Bentuk penyebaran hematogen yang jarang terjadi adalah protracted
hematogenic spread. Bentuk penyebaran ini terjadi bila suatu fokus perkijuan
menyebar ke saluran vaskular di dekatnya, sehingga sejumlah kuman TB akan
masuk dan beredar di dalam darah. Secara klinis, sakit TB akibat penyebaran tipe
ini tidak dapat dibedakan dengan acute generalized hematogenic spread. Hal ini
dapat terjadi secara berulang.
Pada anak, 5 tahun pertama setelah infeksi (terutama 1 tahun pertama),
biasanya sering terjadi komplikasi. Menurut Wallgren, ada 3 bentuk dasar TB
paru pada anak, yaitu penyebaran limfohematogen, TB endobronkial, dan TB paru
kronik. Sebanyak 0.5-3% penyebaran limfohematogen akan menjadi TB milier
atau meningitis TB, hal ini biasanya terjadi 3-6 bulan setelah infeksi primer.

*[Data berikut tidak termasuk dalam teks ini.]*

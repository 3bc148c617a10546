//! JoinJoy Krabi map: marker clustering, spiderfy, category filtering and a
//! best-effort boundary overlay, driven over HTTP by a Leaflet front-end.

pub mod assets;
pub mod boundary;
pub mod cluster;
pub mod constants;
pub mod geo;
pub mod geojson;
pub mod i18n;
pub mod map_view;
pub mod marker;
pub mod places;
pub mod render;
pub mod server;
pub mod settings;
pub mod spiderfy;
pub mod utils;
pub mod widget;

Tuberkulosis endobronkial (lesi segmental yang timbul akibat pembesaran
kelenjar regional) dapat terjadi dalam waktu yang lebih lama (3-9 bulan).
Terjadinya TB paru kronik sangat bervariasi, bergantung pada usia terjadinya
infeksi primer. TB paru kronik biasanya terjadi akibat reaktivasi kuman di dalam
lesi yang tidak mengalami resolusi sempurna. Reaktivasi ini jarang terjadi pada
anak, tetapi sering pada remaja dan dewasa muda.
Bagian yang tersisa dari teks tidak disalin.